- Occupations: Writer; actress; producer; activist;
- Website: https://smartassjen.com/

= Jen Richards =

American writer, actress, producer, and activist

Jen Richards is an American writer, actress, producer, and activist.

==Life and career==
Richards was born in Mississippi and resides in North Carolina. She graduated from Shimer College with a BA in Philosophy, and studied at Oxford University.

In 2015, she appeared as a supporting cast member of Caitlyn Jenner's reality show I Am Cait.
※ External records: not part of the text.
use approx::assert_relative_eq;

use crate::table::{DataTable, TableError};

const CLUSTER_FILE: &str = "\
# present-day globular cluster properties
Name     Mass    R_a   R_p   # inline comment
NGC104   8.95e5  7.44  5.46
NGC288   9.34e4  12.42 1.84
";

#[test]
fn parses_whitespace_columns_and_comments() {
    let table = DataTable::parse(CLUSTER_FILE, &["Name", "Mass"]).unwrap();

    assert_eq!(table.headers(), &["Name", "Mass", "R_a", "R_p"]);
    assert_eq!(table.rows(), 2);
    assert_eq!(table.text("Name").unwrap(), &["NGC104", "NGC288"]);

    let mass = table.numeric("Mass").unwrap();
    assert_relative_eq!(mass[0], 8.95e5);
    assert_relative_eq!(mass[1], 9.34e4);
}

#[test]
fn missing_required_column_is_a_named_error() {
    let err = DataTable::parse(CLUSTER_FILE, &["Name", "SFE"]).unwrap_err();

    match err {
        TableError::MissingColumn { name } => assert_eq!(name, "SFE"),
        other => panic!("expected MissingColumn, got {other:?}"),
    }
}

#[test]
fn empty_required_column_is_rejected() {
    let err = DataTable::parse("Name Mass\n", &["Name", "Mass"]).unwrap_err();

    match err {
        TableError::EmptyColumn { name } => assert_eq!(name, "Name"),
        other => panic!("expected EmptyColumn, got {other:?}"),
    }
}

#[test]
fn ragged_rows_are_rejected() {
    let err = DataTable::parse("a b c\n1 2\n", &[]).unwrap_err();

    assert!(matches!(
        err,
        TableError::RaggedRow {
            row: 1,
            found: 2,
            expected: 3
        }
    ));
}

#[test]
fn blank_input_has_no_header() {
    assert!(matches!(
        DataTable::parse("# only comments\n\n", &[]),
        Err(TableError::NoHeader)
    ));
}

#[test]
fn non_numeric_cells_fail_typed_access() {
    let table = DataTable::parse(CLUSTER_FILE, &[]).unwrap();

    match table.numeric("Name").unwrap_err() {
        TableError::NotNumeric { name, value } => {
            assert_eq!(name, "Name");
            assert_eq!(value, "NGC104");
        }
        other => panic!("expected NotNumeric, got {other:?}"),
    }
}
//! Iron yields of exploding stars.

use crate::lookup::{interp_lookup, AxisOrder};
use crate::table::{DataTable, TableError};

/// Column holding the table masses, in M☉.
pub const MASS_COLUMN: &str = "mass[Msun]";

/// Column holding the iron yields, in M☉.
pub const IRON_COLUMN: &str = "Fe[Msun]";

/// Iron mass ejected by a star, as a function of its initial mass.
///
/// Piecewise-linear over the ascending mass rows, linearly extrapolated
/// beyond either end from the two nearest rows, clamped to be
/// non-negative. A single-row table yields a constant.
#[derive(Debug, Clone)]
pub struct YieldTable {
    masses: Vec<f64>,
    iron: Vec<f64>,
}

impl YieldTable {
    /// Builds the table from the `mass[Msun]` and `Fe[Msun]` columns.
    pub fn new(table: &DataTable) -> Result<Self, TableError> {
        Self::from_parts(table.numeric(MASS_COLUMN)?, table.numeric(IRON_COLUMN)?)
    }

    /// Builds the table from prepared rows.
    pub fn from_parts(masses: Vec<f64>, iron: Vec<f64>) -> Result<Self, TableError> {
        if masses.is_empty() {
            return Err(TableError::EmptyColumn {
                name: MASS_COLUMN.to_owned(),
            });
        }

        Ok(Self { masses, iron })
    }

    /// Iron yield of a star of the given mass, in M☉ (never negative).
    pub fn iron_yield(&self, mass: f64) -> f64 {
        interp_lookup(&self.masses, &self.iron, mass, AxisOrder::Ascending).max(0.0)
    }
}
In 2016, she co-starred, co-directed, co-wrote and co-produced the web series Her Story, which was nominated for an Emmy Award. Richards also co-produced the series More Than T and wrote the Trans 102 series.

Richards joined the cast of the television series Nashville in 2017. She became the first openly transgender person to appear on a CMT show, playing the first transgender character to appear on that network. Richards also appeared in the 2017 film Easy Living.

In June 2017, Richards wrote and appeared in a video open letter, presented by ScreenCrush and GLAAD, featuring trans actors asking for better representation in film and television.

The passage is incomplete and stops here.